Doctors, Doctors, and more Doctors. I am exhausted and it’s Tuesday.
Every day is PT again…
I find the fun but it’s a tough hill to climb.
PT is to keep my heart strong so I can qualify for the next heart surgery and core strengthening.
Thursday has two procedures and two doctors on Friday.
People want to know what chronically ill people do? We see doctors and have procedures and go to PT. Oh, and give blood, lots of blood.
These are just a few of my bruises.
It’s overwhelming, exhausting, all consuming, and never ending.
And at the same time we are parents, spouses, siblings, some of us work, try to have social lives, spiritual lives.
We do all this never knowing when the rug will next be pulled out from us. Monday I passed out due to low blood pressure and sugar and dehydration and my seven year old called 911.
My SEVEN year old.
This is my life.
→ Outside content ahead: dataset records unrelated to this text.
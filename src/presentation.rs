// src/presentation.rs
use crate::args::OutputFormat;
use crate::config::Config;
use crate::error::Result;
use comfy_table::{Cell, CellAlignment, ContentArrangement, Table, presets};
use lines_engine::{ScanReport, Tally};
use serde::Serialize;
use std::io::Write;

const HEADER: [&str; 7] = ["Language", "Files", "Code", "Mixed", "Comments", "Empty", "Total"];

/// Writes the report to stdout in the configured format.
///
/// # Errors
/// Fails when stdout is closed or JSON encoding fails.
pub fn print_report(report: &ScanReport, config: &Config) -> Result<()> {
    let rendered = match config.format {
        OutputFormat::Table => render_table(report, config.timing),
        OutputFormat::Json => render_json(report, config.timing)?,
    };
    let mut out = std::io::stdout().lock();
    writeln!(out, "{rendered}")?;
    Ok(())
}

pub fn render_table(report: &ScanReport, timing: bool) -> String {
    let mut rendered = if report.is_empty() {
        "No source files found".to_string()
    } else {
        summary_table(report).to_string()
    };

    if timing {
        rendered.push_str(&format!(
            "\nScanned {} files in {:.3}s",
            group_digits(report.files_dispatched),
            report.elapsed.as_secs_f64()
        ));
    }
    rendered
}

fn summary_table(report: &ScanReport) -> Table {
    let mut table = Table::new();
    table
        .load_preset(presets::UTF8_FULL_CONDENSED)
        .set_content_arrangement(ContentArrangement::Dynamic)
        .set_header(HEADER);

    let rows = report.sorted();
    let multiple = rows.len() > 1;
    for (name, tally) in rows {
        table.add_row(row(name, tally));
    }
    if multiple {
        table.add_row(row("Totals:", &report.totals()));
    }

    for idx in 1..HEADER.len() {
        if let Some(column) = table.column_mut(idx) {
            column.set_cell_alignment(CellAlignment::Right);
        }
    }
    table
}

fn row(name: &str, tally: &Tally) -> Vec<Cell> {
    let mut cells = vec![Cell::new(name)];
    cells.extend(
        [
            tally.files(),
            tally.code(),
            tally.mixed(),
            tally.comments(),
            tally.empty(),
            tally.total(),
        ]
        .into_iter()
        .map(|n| Cell::new(group_digits(n))),
    );
    cells
}

/// `1234567` as `1,234,567`.
pub fn group_digits(n: u64) -> String {
    let digits = n.to_string();
    let mut grouped = String::with_capacity(digits.len() + digits.len() / 3);
    for (i, ch) in digits.chars().enumerate() {
        if i > 0 && (digits.len() - i) % 3 == 0 {
            grouped.push(',');
        }
        grouped.push(ch);
    }
    grouped
}

#[derive(Serialize)]
struct Counts {
    files: u64,
    total: u64,
    code: u64,
    line_comment: u64,
    block_comment: u64,
    mixed: u64,
    empty: u64,
}

impl From<&Tally> for Counts {
    fn from(tally: &Tally) -> Self {
        Self {
            files: tally.files(),
            total: tally.total(),
            code: tally.code(),
            line_comment: tally.line_comment(),
            block_comment: tally.block_comment(),
            mixed: tally.mixed(),
            empty: tally.empty(),
        }
    }
}

#[derive(Serialize)]
struct LanguageRow<'a> {
    language: &'a str,
    #[serde(flatten)]
    counts: Counts,
}

#[derive(Serialize)]
struct JsonReport<'a> {
    languages: Vec<LanguageRow<'a>>,
    totals: Counts,
    #[serde(skip_serializing_if = "Option::is_none")]
    elapsed_ms: Option<u128>,
}

/// Pretty JSON with the same row order as the table.
///
/// # Errors
/// Returns the encoder's error, which does not happen for these types.
pub fn render_json(report: &ScanReport, timing: bool) -> Result<String> {
    let json = JsonReport {
        languages: report
            .sorted()
            .into_iter()
            .map(|(language, tally)| LanguageRow {
                language,
                counts: tally.into(),
            })
            .collect(),
        totals: (&report.totals()).into(),
        elapsed_ms: timing.then(|| report.elapsed.as_millis()),
    };
    Ok(serde_json::to_string_pretty(&json)?)
}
I have an autoimmune disease, a bad heart and blood clots in my lungs.
They keep telling me it will get better in lower altitude. That the moist air will help. That the next surgery will fix things.
My mood, however, is tempered. I have heard this before. The previous open heart surgery was going to ‘fix’ me. Instead it flared an autoimmune cycle and I got two clots in my lungs.
I need just six months where NOTHING medically exciting happens.
So, this is my face. As I do as I’m told and see all these doctors
I want to write. I want to go for a walk. I want to take a nap. Instead I sit and meet more doctors. Today was two Lupus docs. Tomorrow is my hematologist and Thursday I get injections and get to swallow more barium. Friday is two doctors.
And I was ready for bed by 19:30 yawn.